Detection Edges: The edges (b i , e i ) connect the beginning node b i and end node e i , with cost C i and flow f i , defined as:

$$\displaystyle\begin{array}{rcl} f_{i} = \left \{\begin{array}{@{}l@{\quad }l@{}} 1,\quad &\mathbf{o}_{i}\mbox{ belongs to }T_{k} \\ 0,\quad &\mbox{ otherwise} \end{array} \right.& &{}\end{array}$$
(11.15)

If all the costs of the edges are positive, the solution to the minimum-cost problem is the trivial null flow. Consequently, we represent each observation with two nodes and a detection edge with negative cost:

$$\displaystyle\begin{array}{rcl} C_{i} =\log \left (1 - P_{det}(\mathbf{o}_{i})\right ) +\log \left ( \frac{\mathrm{BB}_{\mathrm{min}}} {\|\mathbf{p}_{\mathrm{BB}} -\mathbf{p}_{i})\|}\right ).& &{}\end{array}$$
(11.16)

The higher the likelihood of a detection P det (o i ) the more negative the cost of the detection edge, hence, confident detections are likely to be in the path of the flow in order to minimize the total cost. If a map of the scene is available, we can also include this information in the detection cost. If a detection is far away from a possible entry/exit point, we add an extra negative cost to the detection edge, in order to favor that observation to be matched. The added cost depends on the distance to the closest entry/exit point p BB, and is only computed for distances higher than BBmin = 1. 5m. This is a probabilistic simple way of including other information present in the scene, such as obstacles or attraction points (shops, doors, etc.).

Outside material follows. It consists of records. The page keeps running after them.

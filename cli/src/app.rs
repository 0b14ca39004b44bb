//! Application context — unified state passed to every command handler.
//!
//! `AppContext` is built once from the global flags. Commands that talk to the
//! platform open a `Session`, which loads and validates the config file and
//! builds the `aws` adapter with the resolved credentials.

use std::path::PathBuf;

use anyhow::{Context, Result};

use crate::application::ports::ConfigStore;
use crate::domain::{AwsCredentials, DeployConfig, WaitOptions, validate_config};
use crate::infra::aws_cli::AwsCli;
use crate::infra::command_runner::TokioCommandRunner;
use crate::infra::config::YamlConfigStore;
use crate::output::{HumanRenderer, JsonRenderer, OutputContext, Renderer, TerminalReporter};

/// Output rendering mode.
#[derive(Debug, Clone, Copy, PartialEq, Eq)]
pub enum OutputMode {
    /// Human-readable terminal output (default).
    Human,
    /// Machine-readable JSON output.
    Json,
}

/// Output rendering flags.
pub struct OutputFlags {
    /// Disable ANSI color output.
    pub no_color: bool,
    /// Suppress non-error output.
    pub quiet: bool,
    /// Enable JSON output mode.
    pub json: bool,
}

/// Behaviour flags.
pub struct BehaviourFlags {
    /// Skip interactive prompts (also set by the `CI` env var).
    pub yes: bool,
    /// Path of the deployment config file.
    pub config: PathBuf,
}

/// Flags passed from the top-level CLI to `AppContext::new`.
pub struct AppFlags {
    /// Output rendering options.
    pub output: OutputFlags,
    /// Behaviour options.
    pub behaviour: BehaviourFlags,
}

/// Unified application context passed to every command handler.
pub struct AppContext {
    /// Terminal output context (colors, quiet mode).
    pub output: OutputContext,
    /// Output rendering mode (human vs JSON).
    pub mode: OutputMode,
    /// Deployment config file.
    pub config_store: YamlConfigStore,
    /// When `true`, skip interactive prompts and use defaults.
    ///
    /// Set when `--yes` / `-y` is passed, or when the `CI` environment
    /// variable is present.
    pub non_interactive: bool,
}

/// Everything a platform-facing command needs, built from the config file.
pub struct Session {
    pub config: DeployConfig,
    pub credentials: AwsCredentials,
    pub aws: AwsCli<TokioCommandRunner>,
}

impl Session {
    /// Application name from the config.
    #[must_use]
    pub fn application(&self) -> &str {
        &self.config.app.app_name
    }
}

impl AppContext {
    /// Construct an `AppContext` from top-level CLI flags.
    #[must_use]
    pub fn new(flags: &AppFlags) -> Self {
        let non_interactive = flags.behaviour.yes || std::env::var("CI").is_ok();

        let mode = if flags.output.json {
            OutputMode::Json
        } else {
            OutputMode::Human
        };
        // Progress lines would corrupt the JSON document on stdout.
        let quiet = flags.output.quiet || flags.output.json;

        Self {
            output: OutputContext::new(flags.output.no_color, quiet),
            mode,
            config_store: YamlConfigStore::new(flags.behaviour.config.clone()),
            non_interactive,
        }
    }

    /// Returns `true` when JSON output mode is active.
    #[must_use]
    pub fn is_json(&self) -> bool {
        self.mode == OutputMode::Json
    }

    /// Returns the appropriate `Renderer` variant for the current output mode.
    #[must_use]
    pub fn renderer(&self) -> Renderer<'_> {
        match self.mode {
            OutputMode::Human => Renderer::Human(HumanRenderer::new(&self.output)),
            OutputMode::Json => Renderer::Json(JsonRenderer),
        }
    }

    /// Progress reporter bound to this context's output settings.
    #[must_use]
    pub fn reporter(&self) -> TerminalReporter<'_> {
        TerminalReporter::new(&self.output)
    }

    /// Load and validate the config file.
    ///
    /// # Errors
    ///
    /// Returns an error if the file cannot be read, parsed, or validated.
    pub fn load_config(&self) -> Result<DeployConfig> {
        let config = self.config_store.load()?;
        validate_config(&config)
            .with_context(|| format!("invalid config {}", self.config_store.path().display()))?;
        tracing::debug!(path = %self.config_store.path().display(), "config loaded");
        Ok(config)
    }

    /// Load the config and resolve credentials into a platform session.
    ///
    /// # Errors
    ///
    /// Returns an error if the config is invalid or credentials are missing.
    pub fn session(&self) -> Result<Session> {
        let config = self.load_config()?;
        let credentials = AwsCredentials::resolve(&config.aws, |var| std::env::var(var).ok())
            .with_context(|| format!("invalid config {}", self.config_store.path().display()))?;
        tracing::debug!(?credentials, "credentials resolved");
        let aws = AwsCli::from_credentials(&credentials);
        Ok(Session {
            config,
            credentials,
            aws,
        })
    }

    /// Ask the user for confirmation.
    ///
    /// When `non_interactive` is `true` (CI or `--yes` flag), returns
    /// `default` immediately without prompting.
    ///
    /// # Errors
    ///
    /// Returns an error if the terminal prompt fails (e.g. no TTY available).
    pub fn confirm(&self, prompt: &str, default: bool) -> Result<bool> {
        if self.non_interactive {
            return Ok(default);
        }
        let confirmed = dialoguer::Confirm::new()
            .with_prompt(prompt)
            .default(default)
            .interact()?;
        Ok(confirmed)
    }
}

/// Shared `--timeout` / `--no-wait` flags.
#[derive(Debug, Clone, clap::Args)]
pub struct WaitArgs {
    /// Seconds to wait for environments to converge
    #[arg(long, value_name = "SECS", default_value_t = 600)]
    pub timeout: u64,

    /// Return without waiting for environments to converge
    #[arg(long)]
    pub no_wait: bool,
}

impl WaitArgs {
    /// Wait options, or `None` when `--no-wait` was given.
    #[must_use]
    pub fn options(&self) -> Option<WaitOptions> {
        (!self.no_wait)
            .then(|| WaitOptions::with_max_wait(std::time::Duration::from_secs(self.timeout)))
    }
}
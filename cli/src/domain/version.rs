//! Version label and object key derivation.

use chrono::{DateTime, Utc};

/// Default label for a freshly built version: `<app>-<yyyyMMddHHmmss>`.
#[must_use]
pub fn default_version_label(app_name: &str, now: DateTime<Utc>) -> String {
    format!("{app_name}-{}", now.format("%Y%m%d%H%M%S"))
}

/// Archive file name and (pre-prefix) object key for a version.
#[must_use]
pub fn archive_file_name(version_label: &str) -> String {
    format!("{version_label}.zip")
}

/// Lowercase hex encoding of a digest.
#[must_use]
pub fn hex_encode(bytes: &[u8]) -> String {
    const HEX: &[u8; 16] = b"0123456789abcdef";
    let mut out = String::with_capacity(bytes.len() * 2);
    for &b in bytes {
        out.push(char::from(HEX[(b >> 4) as usize]));
        out.push(char::from(HEX[(b & 0xf) as usize]));
    }
    out
}
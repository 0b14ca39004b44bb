//! Infrastructure implementation of the `CommandRunner` port.
//!
//! `TokioCommandRunner` is the production implementation that uses tokio
//! for async process execution with guaranteed timeout and kill on all platforms.

use std::fmt;
use std::process::{Output, Stdio};
use std::time::Duration;

use anyhow::{Context, Result};
use tokio::io::AsyncReadExt;

use crate::application::ports::CommandRunner;

/// Default timeout for describe and mutate calls.
pub const DEFAULT_CMD_TIMEOUT: Duration = Duration::from_secs(30);

/// Timeout for a single object upload.
pub const UPLOAD_TIMEOUT: Duration = Duration::from_secs(15 * 60);

/// Production `CommandRunner` — uses tokio for async process execution
/// with guaranteed timeout and kill on all platforms.
///
/// `tokio::time::timeout` around `.output().await` does not kill the child
/// when it fires. This implementation uses `tokio::select!` with an explicit
/// `child.kill()` so the process is terminated.
pub struct TokioCommandRunner {
    timeout: Duration,
    envs: Vec<(String, String)>,
}

impl fmt::Debug for TokioCommandRunner {
    fn fmt(&self, f: &mut fmt::Formatter<'_>) -> fmt::Result {
        let keys: Vec<&str> = self.envs.iter().map(|(k, _)| k.as_str()).collect();
        f.debug_struct("TokioCommandRunner")
            .field("timeout", &self.timeout)
            .field("envs", &keys)
            .finish()
    }
}

impl TokioCommandRunner {
    #[must_use]
    pub fn new(timeout: Duration) -> Self {
        Self {
            timeout,
            envs: Vec::new(),
        }
    }

    /// Set an environment variable on every spawned child.
    #[must_use]
    pub fn with_env(mut self, key: impl Into<String>, value: impl Into<String>) -> Self {
        self.envs.push((key.into(), value.into()));
        self
    }

    fn command(&self, program: &str, args: &[&str]) -> tokio::process::Command {
        let mut cmd = tokio::process::Command::new(program);
        cmd.args(args)
            .envs(self.envs.iter().map(|(k, v)| (k.as_str(), v.as_str())))
            .kill_on_drop(true);
        cmd
    }
}

impl CommandRunner for TokioCommandRunner {
    async fn run(&self, program: &str, args: &[&str]) -> Result<Output> {
        self.run_with_timeout(program, args, self.timeout).await
    }

    async fn run_with_timeout(
        &self,
        program: &str,
        args: &[&str],
        timeout: Duration,
    ) -> Result<Output> {
        tracing::debug!(program, ?args, "running command");
        let mut child = self
            .command(program, args)
            .stdin(Stdio::null())
            .stdout(Stdio::piped())
            .stderr(Stdio::piped())
            .spawn()
            .with_context(|| format!("failed to spawn {program}"))?;

        let mut stdout_handle = child.stdout.take();
        let mut stderr_handle = child.stderr.take();

        tokio::select! {
            result = async {
                let (status, stdout, stderr) = tokio::join!(
                    child.wait(),
                    async {
                        let mut buf = Vec::new();
                        if let Some(ref mut h) = stdout_handle {
                            let _ = h.read_to_end(&mut buf).await;
                        }
                        buf
                    },
                    async {
                        let mut buf = Vec::new();
                        if let Some(ref mut h) = stderr_handle {
                            let _ = h.read_to_end(&mut buf).await;
                        }
                        buf
                    },
                );
                Ok(Output {
                    status: status.with_context(|| format!("waiting for {program}"))?,
                    stdout,
                    stderr,
                })
            } => result,
            () = tokio::time::sleep(timeout) => {
                let _ = child.kill().await;
                anyhow::bail!("{program} timed out after {}s", timeout.as_secs())
            }
        }
    }

    fn spawn(&self, program: &str, args: &[&str]) -> Result<tokio::process::Child> {
        tracing::debug!(program, ?args, "spawning command");
        self.command(program, args)
            .stdin(Stdio::piped())
            .stdout(Stdio::piped())
            .stderr(Stdio::piped())
            .spawn()
            .with_context(|| format!("failed to spawn {program}"))
    }
}
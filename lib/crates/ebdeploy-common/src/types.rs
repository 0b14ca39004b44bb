use std::fmt;
use std::str::FromStr;

use chrono::{DateTime, Utc};
use serde::{Deserialize, Serialize};
use thiserror::Error;

/// Error returned when a health or status name is not recognised.
#[derive(Debug, Clone, Error, PartialEq, Eq)]
#[error("unknown {kind} '{value}' (expected one of: {expected})")]
pub struct ParseStateError {
    pub kind: &'static str,
    pub value: String,
    pub expected: &'static str,
}

/// Platform-reported health of an environment.
#[derive(Debug, Clone, Copy, Serialize, Deserialize, PartialEq, Eq, Hash)]
#[cfg_attr(feature = "clap", derive(clap::ValueEnum))]
pub enum EnvironmentHealth {
    Green,
    Yellow,
    Red,
    Grey,
    /// Any value the platform reports that this tool does not know about.
    #[serde(other)]
    #[cfg_attr(feature = "clap", value(skip))]
    Unknown,
}

impl EnvironmentHealth {
    #[must_use]
    pub fn as_str(self) -> &'static str {
        match self {
            Self::Green => "Green",
            Self::Yellow => "Yellow",
            Self::Red => "Red",
            Self::Grey => "Grey",
            Self::Unknown => "Unknown",
        }
    }
}

impl fmt::Display for EnvironmentHealth {
    fn fmt(&self, f: &mut fmt::Formatter<'_>) -> fmt::Result {
        f.write_str(self.as_str())
    }
}

impl FromStr for EnvironmentHealth {
    type Err = ParseStateError;

    fn from_str(s: &str) -> Result<Self, Self::Err> {
        match s.to_ascii_lowercase().as_str() {
            "green" => Ok(Self::Green),
            "yellow" => Ok(Self::Yellow),
            "red" => Ok(Self::Red),
            "grey" | "gray" => Ok(Self::Grey),
            _ => Err(ParseStateError {
                kind: "health",
                value: s.to_string(),
                expected: "Green, Yellow, Red, Grey",
            }),
        }
    }
}

/// Lifecycle state of an environment.
#[derive(Debug, Clone, Copy, Serialize, Deserialize, PartialEq, Eq, Hash)]
#[cfg_attr(feature = "clap", derive(clap::ValueEnum))]
pub enum EnvironmentStatus {
    Launching,
    Updating,
    Ready,
    Terminating,
    Terminated,
    #[serde(other)]
    #[cfg_attr(feature = "clap", value(skip))]
    Unknown,
}

impl EnvironmentStatus {
    #[must_use]
    pub fn as_str(self) -> &'static str {
        match self {
            Self::Launching => "Launching",
            Self::Updating => "Updating",
            Self::Ready => "Ready",
            Self::Terminating => "Terminating",
            Self::Terminated => "Terminated",
            Self::Unknown => "Unknown",
        }
    }
}

impl fmt::Display for EnvironmentStatus {
    fn fmt(&self, f: &mut fmt::Formatter<'_>) -> fmt::Result {
        f.write_str(self.as_str())
    }
}

impl FromStr for EnvironmentStatus {
    type Err = ParseStateError;

    fn from_str(s: &str) -> Result<Self, Self::Err> {
        match s.to_ascii_lowercase().as_str() {
            "launching" => Ok(Self::Launching),
            "updating" => Ok(Self::Updating),
            "ready" => Ok(Self::Ready),
            "terminating" => Ok(Self::Terminating),
            "terminated" => Ok(Self::Terminated),
            _ => Err(ParseStateError {
                kind: "status",
                value: s.to_string(),
                expected: "Launching, Updating, Ready, Terminating, Terminated",
            }),
        }
    }
}

/// A single environment as described by the platform.
#[derive(Debug, Clone, Serialize, Deserialize, PartialEq, Eq)]
#[serde(rename_all = "PascalCase")]
pub struct EnvironmentDescription {
    pub environment_name: String,
    #[serde(default)]
    pub application_name: String,
    #[serde(default, skip_serializing_if = "Option::is_none")]
    pub version_label: Option<String>,
    pub status: EnvironmentStatus,
    pub health: EnvironmentHealth,
    #[serde(rename = "CNAME", default, skip_serializing_if = "Option::is_none")]
    pub cname: Option<String>,
    #[serde(default, skip_serializing_if = "Option::is_none")]
    pub solution_stack_name: Option<String>,
    #[serde(default, skip_serializing_if = "Option::is_none")]
    pub date_updated: Option<DateTime<Utc>>,
}

/// An application registered on the platform.
#[derive(Debug, Clone, Serialize, Deserialize, PartialEq, Eq)]
#[serde(rename_all = "PascalCase")]
pub struct ApplicationDescription {
    pub application_name: String,
    #[serde(default, skip_serializing_if = "Option::is_none")]
    pub description: Option<String>,
    #[serde(default)]
    pub versions: Vec<String>,
    #[serde(default, skip_serializing_if = "Option::is_none")]
    pub date_created: Option<DateTime<Utc>>,
}

/// Location of a version's source bundle in object storage.
#[derive(Debug, Clone, Serialize, Deserialize, PartialEq, Eq)]
pub struct SourceBundle {
    #[serde(rename = "S3Bucket")]
    pub bucket: String,
    #[serde(rename = "S3Key")]
    pub key: String,
}

/// A registered, deployable application version.
#[derive(Debug, Clone, Serialize, Deserialize, PartialEq, Eq)]
#[serde(rename_all = "PascalCase")]
pub struct ApplicationVersion {
    #[serde(default)]
    pub application_name: String,
    pub version_label: String,
    pub date_created: DateTime<Utc>,
    #[serde(default, skip_serializing_if = "Option::is_none")]
    pub source_bundle: Option<SourceBundle>,
}

/// One `namespace:option = value` configuration entry.
#[derive(Debug, Clone, Serialize, Deserialize, PartialEq, Eq, PartialOrd, Ord)]
#[serde(rename_all = "PascalCase")]
pub struct OptionSetting {
    pub namespace: String,
    pub option_name: String,
    pub value: String,
}

/// Severity of a configuration validation message.
#[derive(Debug, Clone, Copy, Serialize, Deserialize, PartialEq, Eq)]
#[serde(rename_all = "lowercase")]
pub enum Severity {
    Error,
    Warning,
    Info,
    #[serde(other)]
    Unknown,
}

impl fmt::Display for Severity {
    fn fmt(&self, f: &mut fmt::Formatter<'_>) -> fmt::Result {
        f.write_str(match self {
            Self::Error => "error",
            Self::Warning => "warning",
            Self::Info => "info",
            Self::Unknown => "unknown",
        })
    }
}

/// A message produced by configuration-settings validation.
#[derive(Debug, Clone, Serialize, Deserialize, PartialEq, Eq)]
#[serde(rename_all = "PascalCase")]
pub struct ValidationMessage {
    pub message: String,
    pub severity: Severity,
    #[serde(default)]
    pub namespace: String,
    #[serde(default)]
    pub option_name: String,
}
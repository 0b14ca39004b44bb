//! `TerminalReporter` — Presentation-layer implementation of `ProgressReporter`.
//!
//! Wraps `&OutputContext` and implements the `application::ports::ProgressReporter`
//! trait so application services can emit progress events without depending on
//! any presentation type directly.

use std::cell::RefCell;

use indicatif::ProgressBar;
use owo_colors::OwoColorize as _;

use crate::application::ports::ProgressReporter;
use crate::output::{OutputContext, progress};

/// Terminal progress reporter that wraps an `OutputContext`.
///
/// - `step()` prints `"  → {message}"` (suppressed when `ctx.quiet`)
/// - `success()` prints `"  ✓ {message}"` (suppressed when `ctx.quiet`)
/// - `warn()` prints `"  ! {message}"` (suppressed when `ctx.quiet`)
/// - `transfer()` drives an upload bar on a TTY, or prints percentages
pub struct TerminalReporter<'a> {
    ctx: &'a OutputContext,
    bar: RefCell<Option<ProgressBar>>,
}

impl<'a> TerminalReporter<'a> {
    /// Create a new `TerminalReporter` wrapping the given output context.
    #[must_use]
    pub fn new(ctx: &'a OutputContext) -> Self {
        Self {
            ctx,
            bar: RefCell::new(None),
        }
    }
}

impl ProgressReporter for TerminalReporter<'_> {
    fn step(&self, message: &str) {
        if !self.ctx.quiet {
            println!("  {} {message}", "→".style(self.ctx.styles.info));
        }
    }

    fn success(&self, message: &str) {
        if !self.ctx.quiet {
            println!("  {} {message}", "✓".style(self.ctx.styles.success));
        }
    }

    fn warn(&self, message: &str) {
        if !self.ctx.quiet {
            println!("  {} {message}", "!".style(self.ctx.styles.warning));
        }
    }

    fn transfer(&self, sent: u64, total: u64) {
        if self.ctx.quiet {
            return;
        }
        if !self.ctx.show_progress() {
            println!("  {} {}", "→".style(self.ctx.styles.info), transfer_line(sent, total));
            return;
        }
        let mut slot = self.bar.borrow_mut();
        let bar = slot.get_or_insert_with(|| progress::bar(total, "uploading"));
        bar.set_position(sent);
        if sent >= total {
            bar.finish_and_clear();
            *slot = None;
        }
    }
}

/// Plain-text upload progress line.
#[must_use]
pub fn transfer_line(sent: u64, total: u64) -> String {
    let percent = if total == 0 { 100 } else { sent * 100 / total };
    format!("uploaded {percent}% ({sent}/{total} bytes)")
}
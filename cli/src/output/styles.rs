//! Output styles using owo-colors stylesheet pattern

use ebdeploy_common::EnvironmentHealth;
use owo_colors::Style;

/// Centralized stylesheet for CLI output colors.
#[derive(Default, Clone)]
pub struct Styles {
    /// Success messages (green)
    pub success: Style,
    /// Warning messages (yellow)
    pub warning: Style,
    /// Error messages (red)
    pub error: Style,
    /// Info messages (blue)
    pub info: Style,
    /// Dimmed/secondary text
    pub dim: Style,
    /// Bold text
    pub bold: Style,
    /// Headers/section titles
    pub header: Style,
}

impl Styles {
    /// Apply colors to the stylesheet.
    pub fn colorize(&mut self) {
        self.success = Style::new().green();
        self.warning = Style::new().yellow();
        self.error = Style::new().red();
        self.info = Style::new().blue();
        self.dim = Style::new().dimmed();
        self.bold = Style::new().bold();
        self.header = Style::new().bold().cyan();
    }

    /// Style for an environment health value.
    #[must_use]
    pub fn health(&self, health: EnvironmentHealth) -> Style {
        match health {
            EnvironmentHealth::Green => self.success,
            EnvironmentHealth::Yellow => self.warning,
            EnvironmentHealth::Red => self.error,
            EnvironmentHealth::Grey | EnvironmentHealth::Unknown => self.dim,
        }
    }
}
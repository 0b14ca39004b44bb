//! Infrastructure implementation of the `ConfigStore` port.

use std::path::{Path, PathBuf};

use anyhow::{Context, Result};

use crate::application::ports::ConfigStore;
use crate::domain::DeployConfig;

/// Default config file name, resolved against the working directory.
pub const DEFAULT_CONFIG_FILE: &str = "ebs.config";

/// Production implementation of `ConfigStore` that reads a YAML file on disk.
#[derive(Debug, Clone)]
pub struct YamlConfigStore {
    path: PathBuf,
}

impl YamlConfigStore {
    #[must_use]
    pub fn new(path: impl Into<PathBuf>) -> Self {
        Self { path: path.into() }
    }
}

impl ConfigStore for YamlConfigStore {
    fn load(&self) -> Result<DeployConfig> {
        let path = &self.path;
        let content = std::fs::read_to_string(path)
            .with_context(|| format!("cannot read config file {}", path.display()))?;
        serde_yaml::from_str(&content).with_context(|| format!("cannot parse {}", path.display()))
    }

    fn path(&self) -> &Path {
        &self.path
    }
}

Entrance and Exit Edges: The edges (s, e i ) connect the source s with all the end nodes e i , with cost C in, i and flow f in, i . Similarly, (b i , t) connects the end node b i with sink t, with cost C i, out and flow f i, out. The flows are defined as:

$$\displaystyle\begin{array}{rcl} f_{\mathrm{in},i}\mbox{ (or }f_{i,\mathrm{out}}\mbox{ )} = \left \{\begin{array}{@{}l@{\quad }l@{}} 1,\quad &T_{k}\mbox{ starts (or ends) at }\mathbf{o}_{i} \\ 0,\quad &\mbox{ otherwise} \end{array} \right.& &{}\end{array}$$
(11.17)

This connection, as shown in Fig. 11.4b, was proposed in [21] so that when a track starts (or ends) it does not benefit from the negative cost of the detection edge. Setting \(C_{\mathrm{in}} = C_{\mathrm{out}} = 0\) and taking into account the flow constraints of Eqs. (11.8) and (11.9), the trajectories are only created with the information of the link edges.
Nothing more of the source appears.